## [Action item]
Look through the records below and give the number of lines holding the string "TokenStream", nothing more.
──────────
//! The appliance runtime facade.
//!
//! `InferenceRuntime` wires the monitor, registry, lifecycle manager, and
//! coordinator together and exposes the operations the transport layer
//! calls: submit inference, register models, administrative unload, and a
//! read-only status snapshot. It owns the monitor's background task for
//! the process lifetime and stops it cleanly on shutdown.

use crate::config::{CoreConfig, ResourceBudget};
use crate::coordinator::{CompletionHandle, SessionCoordinator};
use crate::engine::{GenerationParams, LoadParams, NativeEngine, engine_from_config};
use crate::error::Result;
use crate::lifecycle::LifecycleManager;
use crate::monitor::{Pressure, ResourceMonitor, ResourceSampler, ResourceSnapshot, SystemSampler};
use crate::policy::LoadedModelStats;
use crate::registry::{ModelDescriptor, ModelRegistry};
use serde::Serialize;
use std::path::Path;
use std::sync::{Arc, Mutex};
use tokio::task::JoinHandle;
use tokio_util::sync::CancellationToken;
use tracing::info;

/// Read-only status snapshot for monitoring and dashboards.
#[derive(Debug, Serialize)]
pub struct CoreStatus {
    pub pressure: Pressure,
    pub loaded: Vec<LoadedModelStats>,
    pub budget: ResourceBudget,
    #[serde(skip_serializing_if = "Option::is_none")]
    pub snapshot: Option<ResourceSnapshot>,
    pub sessions: usize,
    pub requests_completed: u64,
    pub requests_failed: u64,
    pub requests_cancelled: u64,
}

/// The assembled lifecycle core.
pub struct InferenceRuntime {
    config: CoreConfig,
    registry: Arc<ModelRegistry>,
    monitor: ResourceMonitor,
    lifecycle: LifecycleManager,
    coordinator: SessionCoordinator,
    cancel: CancellationToken,
    monitor_task: Mutex<Option<JoinHandle<()>>>,
}

impl InferenceRuntime {
    /// Build the runtime with the engine selected by configuration.
    pub fn new(config: CoreConfig) -> Result<Self> {
        let engine = engine_from_config(&config.engine)?;
        Ok(Self::with_engine(config, engine))
    }

    /// Build the runtime around a caller-provided engine.
    pub fn with_engine(config: CoreConfig, engine: Arc<dyn NativeEngine>) -> Self {
        let registry = Arc::new(ModelRegistry::new());
        let monitor = ResourceMonitor::new(config.budget.clone(), config.monitor.clone());
        let lifecycle = LifecycleManager::new(
            registry.clone(),
            monitor.clone(),
            engine,
            config.budget.clone(),
            config.lifecycle.clone(),
            LoadParams::from(&config.engine),
        );
        let coordinator = SessionCoordinator::new(lifecycle.clone(), config.coordinator.clone());
        Self {
            config,
            registry,
            monitor,
            lifecycle,
            coordinator,
            cancel: CancellationToken::new(),
            monitor_task: Mutex::new(None),
        }
    }

    /// Start the resource monitor loop with the host sampler.
    pub fn start(&self) {
        let sampler = SystemSampler::new(self.config.monitor.accel_total_mb);
        self.start_with_sampler(Box::new(sampler));
    }

    /// Start the resource monitor loop with a custom sampler.
    pub fn start_with_sampler(&self, sampler: Box<dyn ResourceSampler>) {
        let mut task = self.monitor_task.lock().unwrap();
        if task.is_some() {
            return;
        }
        *task = Some(
            self.monitor
                .spawn_sampling_task(sampler, self.cancel.clone()),
        );
        info!(
            interval_secs = self.config.monitor.sample_interval_secs,
            "resource monitor started"
        );
    }

    /// Stop the monitor loop, waiting for an in-flight sample to finish.
    pub async fn shutdown(&self) {
        self.cancel.cancel();
        let task = self.monitor_task.lock().unwrap().take();
        if let Some(task) = task {
            let _ = task.await;
        }
        info!("runtime shut down");
    }

    pub fn registry(&self) -> &Arc<ModelRegistry> {
        &self.registry
    }

    pub fn monitor(&self) -> &ResourceMonitor {
        &self.monitor
    }

    pub fn lifecycle(&self) -> &LifecycleManager {
        &self.lifecycle
    }

    pub fn coordinator(&self) -> &SessionCoordinator {
        &self.coordinator
    }

    pub fn register_model(&self, descriptor: ModelDescriptor) -> Result<()> {
        self.registry.register(descriptor)
    }

    pub fn register_model_force(&self, descriptor: ModelDescriptor) -> Result<()> {
        self.registry.register_force(descriptor)
    }

    /// Register every recognizable artifact under a directory.
    pub fn scan_models(&self, dir: &Path) -> usize {
        self.registry.scan_directory(dir)
    }

    /// Submit an inference request for a session. Non-blocking; the
    /// returned handle resolves to the completion.
    pub fn submit_inference(
        &self,
        session_id: &str,
        model_id: Option<&str>,
        prompt: String,
        params: GenerationParams,
    ) -> Result<CompletionHandle> {
        self.coordinator.submit(session_id, model_id, prompt, params)
    }

    /// Hot-swap a session onto another model.
    pub async fn rebind_session(&self, session_id: &str, model_id: &str) -> Result<()> {
        self.coordinator.rebind_session(session_id, model_id).await
    }

    /// Administrative unload; defers while requests are in flight.
    pub async fn request_unload(&self, model_id: &str) -> Result<()> {
        self.lifecycle.request_unload(model_id).await
    }

    /// Snapshot of loaded models, pressure, and request counters.
    pub fn status(&self) -> CoreStatus {
        let (completed, failed, cancelled) = self.coordinator.request_counters();
        CoreStatus {
            pressure: self.monitor.current_pressure(),
            loaded: self.lifecycle.loaded_stats(),
            budget: self.config.budget.clone(),
            snapshot: self.monitor.snapshot(),
            sessions: self.coordinator.session_count(),
            requests_completed: completed,
            requests_failed: failed,
            requests_cancelled: cancelled,
        }
    }
}

#[cfg(test)]
mod tests {
    use super::*;
    use crate::error::CoreError;
    use chrono::Utc;
    use std::time::Duration;

    fn runtime_with_models(models: &[(&str, u64)]) -> (InferenceRuntime, tempfile::TempDir) {
        let dir = tempfile::tempdir().unwrap();
        let mut config = CoreConfig::default();
        config.monitor.staleness_timeout_secs = 3_600;
        let runtime = InferenceRuntime::new(config).unwrap();
        for (id, cost) in models {
            let path = dir.path().join(format!("{id}.gguf"));
            std::fs::write(&path, b"weights").unwrap();
            runtime
                .register_model(ModelDescriptor::new(*id, path, *cost))
                .unwrap();
        }
        (runtime, dir)
    }

    #[tokio::test]
    async fn test_end_to_end_inference_and_status() {
        let (runtime, _dir) = runtime_with_models(&[("a", 1_000)]);

        let completion = runtime
            .submit_inference("s1", Some("a"), "hello".into(), GenerationParams::default())
            .unwrap()
            .completion()
            .await
            .unwrap();
        assert!(completion.text.contains("hello"));

        let status = runtime.status();
        assert_eq!(status.loaded.len(), 1);
        assert_eq!(status.loaded[0].model_id, "a");
        assert_eq!(status.loaded[0].in_flight, 0);
        assert_eq!(status.sessions, 1);
        assert_eq!(status.requests_completed, 1);

        // The snapshot serializes for dashboard consumers.
        let json = serde_json::to_string(&status).unwrap();
        assert!(json.contains("\"pressure\""));
    }

    #[tokio::test]
    async fn test_unknown_model_is_a_caller_bug() {
        let (runtime, _dir) = runtime_with_models(&[]);
        let err = runtime
            .submit_inference("s1", Some("ghost"), "hi".into(), GenerationParams::default())
            .unwrap_err();
        assert!(matches!(err, CoreError::UnknownModel { .. }));
        assert!(!err.is_transient());
    }

    #[tokio::test]
    async fn test_monitor_task_start_and_shutdown() {
        let (runtime, _dir) = runtime_with_models(&[]);

        struct OneShot;
        impl ResourceSampler for OneShot {
            fn sample(&mut self) -> crate::error::Result<ResourceSnapshot> {
                Ok(ResourceSnapshot {
                    taken_at: Utc::now(),
                    cpu_fraction: 0.1,
                    memory_used_mb: 1_000,
                    memory_total_mb: 10_000,
                    accel_used_mb: 0,
                    accel_total_mb: 0,
                    disk_free_mb: 50_000,
                })
            }
        }

        runtime.start_with_sampler(Box::new(OneShot));
        // First tick fires immediately.
        tokio::time::sleep(Duration::from_millis(100)).await;
        assert!(runtime.monitor().snapshot().is_some());

        runtime.shutdown().await;
        assert!(runtime.monitor_task.lock().unwrap().is_none());
    }

    #[tokio::test]
    async fn test_admin_unload_via_runtime() {
        let (runtime, _dir) = runtime_with_models(&[("a", 1_000)]);
        runtime
            .submit_inference("s1", Some("a"), "hi".into(), GenerationParams::default())
            .unwrap()
            .completion()
            .await
            .unwrap();
        assert_eq!(runtime.status().loaded.len(), 1);

        runtime.request_unload("a").await.unwrap();
        assert!(runtime.status().loaded.is_empty());

        // The binding survives; the next turn lazily reloads.
        let completion = runtime
            .submit_inference("s1", None, "again".into(), GenerationParams::default())
            .unwrap()
            .completion()
            .await
            .unwrap();
        assert_eq!(completion.model_id, "a");
    }

    #[tokio::test]
    async fn test_scan_models_registers_artifacts() {
        let (runtime, _dir) = runtime_with_models(&[]);
        let models_dir = tempfile::tempdir().unwrap();
        std::fs::write(models_dir.path().join("tiny.gguf"), vec![0u8; 1024]).unwrap();
        assert_eq!(runtime.scan_models(models_dir.path()), 1);
        assert!(runtime.registry().contains("tiny"));
    }
}
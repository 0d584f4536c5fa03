//! llama-server engine binding.
//!
//! Spawns one `llama-server` process per loaded model and talks to its
//! HTTP completion endpoint. The process is killed on unload (and on drop,
//! as a backstop, via `kill_on_drop`).

use super::{EngineInstance, GenerationParams, LoadParams, NativeEngine, TokenStream};
use crate::error::{CoreError, Result};
use async_trait::async_trait;
use futures::StreamExt;
use std::path::{Path, PathBuf};
use std::process::Stdio;
use std::sync::atomic::{AtomicU16, Ordering};
use std::time::Duration;
use tracing::{debug, warn};

const HEALTH_POLL_INTERVAL: Duration = Duration::from_millis(500);
const HEALTH_POLL_ATTEMPTS: u32 = 120;

#[derive(Debug)]
pub struct LlamaServerEngine {
    server_bin: PathBuf,
    next_port: AtomicU16,
    client: reqwest::Client,
}

impl LlamaServerEngine {
    pub fn new(server_bin: PathBuf, base_port: u16) -> Self {
        Self {
            server_bin,
            next_port: AtomicU16::new(base_port),
            client: reqwest::Client::new(),
        }
    }
}

#[async_trait]
impl NativeEngine for LlamaServerEngine {
    fn name(&self) -> &str {
        "llama-server"
    }

    async fn load(&self, artifact: &Path, params: &LoadParams) -> Result<Box<dyn EngineInstance>> {
        let port = self.next_port.fetch_add(1, Ordering::SeqCst);
        let mut cmd = tokio::process::Command::new(&self.server_bin);
        cmd.arg("-m")
            .arg(artifact)
            .arg("--port")
            .arg(port.to_string())
            .arg("--ctx-size")
            .arg(params.context_length.to_string());
        if params.threads > 0 {
            cmd.arg("--threads").arg(params.threads.to_string());
        }
        cmd.stdout(Stdio::null()).stderr(Stdio::null()).kill_on_drop(true);

        let mut child = cmd.spawn().map_err(|e| CoreError::EngineFailure {
            message: format!("failed to spawn llama-server: {e}"),
        })?;

        let endpoint = format!("http://127.0.0.1:{port}");
        let health_url = format!("{endpoint}/health");
        let mut healthy = false;
        for _ in 0..HEALTH_POLL_ATTEMPTS {
            if let Ok(Some(status)) = child.try_wait() {
                return Err(CoreError::EngineFailure {
                    message: format!("llama-server exited during startup: {status}"),
                });
            }
            if let Ok(resp) = self.client.get(&health_url).send().await {
                if resp.status().is_success() {
                    healthy = true;
                    break;
                }
            }
            tokio::time::sleep(HEALTH_POLL_INTERVAL).await;
        }
        if !healthy {
            let _ = child.start_kill();
            return Err(CoreError::EngineFailure {
                message: format!("llama-server on port {port} never became healthy"),
            });
        }

        debug!(artifact = %artifact.display(), port, "llama-server instance ready");
        Ok(Box::new(LlamaServerInstance {
            endpoint,
            client: self.client.clone(),
            child: tokio::sync::Mutex::new(Some(child)),
        }))
    }
}

#[derive(Debug)]
struct LlamaServerInstance {
    endpoint: String,
    client: reqwest::Client,
    child: tokio::sync::Mutex<Option<tokio::process::Child>>,
}

#[async_trait]
impl EngineInstance for LlamaServerInstance {
    async fn generate(&self, prompt: &str, params: &GenerationParams) -> Result<TokenStream> {
        let body = serde_json::json!({
            "prompt": prompt,
            "n_predict": params.max_tokens,
            "temperature": params.temperature,
            "top_p": params.top_p,
            "stop": params.stop,
        });
        let resp = self
            .client
            .post(format!("{}/completion", self.endpoint))
            .json(&body)
            .send()
            .await
            .map_err(|e| CoreError::EngineFailure {
                message: format!("completion request failed: {e}"),
            })?;
        let value: serde_json::Value =
            resp.json().await.map_err(|e| CoreError::EngineFailure {
                message: format!("completion response parse failed: {e}"),
            })?;
        let content = value
            .get("content")
            .and_then(|v| v.as_str())
            .unwrap_or_default()
            .to_string();
        Ok(futures::stream::once(async move { Ok(content) }).boxed())
    }

    async fn unload(&self) {
        if let Some(mut child) = self.child.lock().await.take() {
            if let Err(e) = child.kill().await {
                warn!("failed to kill llama-server process: {e}");
            }
        }
    }
}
──────────
## [Exercise response]
2